My friend and high school classmate, Laszlo Varro, teaches mathematics these days at the Chinese International School in Hong Kong. He is also an avid traveler, occasionally sending missives from far off places like a small village in Vietnam, a spot off the beaten track in the Arizona desert, or a mountainside in the Andes.
Perhaps this is how it came to be that recently, Laszlo led a group of his students to, of all places, North Korea. They came back with many memories to share, and plenty of pictures and videos. Laszlo put some of those on YouTube.
Of the four clips, perhaps my favorite is the one he titled “Fun in North Korea”, because this is the one clip that offers the most background glimpses at daily lives in the Hermit Kingdom. The daily lives of the privileged, I hasten to add; Pyongyang is a privileged city, and we must not forget that even as we watch these clips, there are tens if not hundreds of thousands who suffer in North Korean labor camps (many born there) and many others may be near starvation.
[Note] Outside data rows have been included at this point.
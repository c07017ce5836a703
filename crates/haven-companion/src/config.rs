use rand::Rng;
use std::time::Duration;

/// Timing knobs for the companion
#[derive(Debug, Clone)]
pub struct CompanionConfig {
    /// Minimum "thinking" time before a reply is appended
    pub reply_delay: Duration,
    /// Upper bound of the random extra time added to `reply_delay`
    pub reply_jitter: Duration,
    /// Simulated network latency of sign-in and sign-up
    pub auth_latency: Duration,
    /// Capacity of the per-message event channel
    pub event_buffer: usize,
}

impl Default for CompanionConfig {
    fn default() -> Self {
        Self {
            reply_delay: Duration::from_millis(1500),
            reply_jitter: Duration::from_millis(1000),
            auth_latency: Duration::from_millis(1000),
            event_buffer: 16,
        }
    }
}

impl CompanionConfig {
    pub fn new() -> Self {
        Self::default()
    }

    /// No artificial delays at all
    pub fn immediate() -> Self {
        Self::default()
            .with_reply_delay(Duration::ZERO, Duration::ZERO)
            .with_auth_latency(Duration::ZERO)
    }

    pub fn with_reply_delay(mut self, min: Duration, jitter: Duration) -> Self {
        self.reply_delay = min;
        self.reply_jitter = jitter;
        self
    }

    pub fn with_auth_latency(mut self, latency: Duration) -> Self {
        self.auth_latency = latency;
        self
    }

    pub fn with_event_buffer(mut self, capacity: usize) -> Self {
        self.event_buffer = capacity.max(1);
        self
    }

    /// Draw a delay uniformly from `[reply_delay, reply_delay + reply_jitter)`
    pub fn sample_reply_delay(&self) -> Duration {
        if self.reply_jitter.is_zero() {
            return self.reply_delay;
        }
        let extra = rand::thread_rng().gen_range(Duration::ZERO..self.reply_jitter);
        self.reply_delay + extra
    }
}

#[cfg(test)]
mod tests {
    use super::*;

    #[test]
    fn test_default_delay_window() {
        let config = CompanionConfig::default();
        for _ in 0..100 {
            let delay = config.sample_reply_delay();
            assert!(delay >= Duration::from_millis(1500));
            assert!(delay < Duration::from_millis(2500));
        }
    }

    #[test]
    fn test_immediate() {
        let config = CompanionConfig::immediate();
        assert_eq!(config.sample_reply_delay(), Duration::ZERO);
        assert_eq!(config.auth_latency, Duration::ZERO);
    }

    #[test]
    fn test_event_buffer_never_zero() {
        let config = CompanionConfig::new().with_event_buffer(0);
        assert_eq!(config.event_buffer, 1);
    }
}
One thing I found particularly interesting… the North Koreans are elegant. For instance, when schoolgirls sing to honored guests at a school concert, they do so with an almost Japanese grace. Perhaps this, more than anything, indicates to me that North Korean communism is not simply a copy of Eastern European communism, with oafish workers representing the best of the proletariat.
But my friend’s most important message is that Kim Jong-un’s boastful rhetoric notwithstanding, North Korea did not appear to him as a country preparing for war.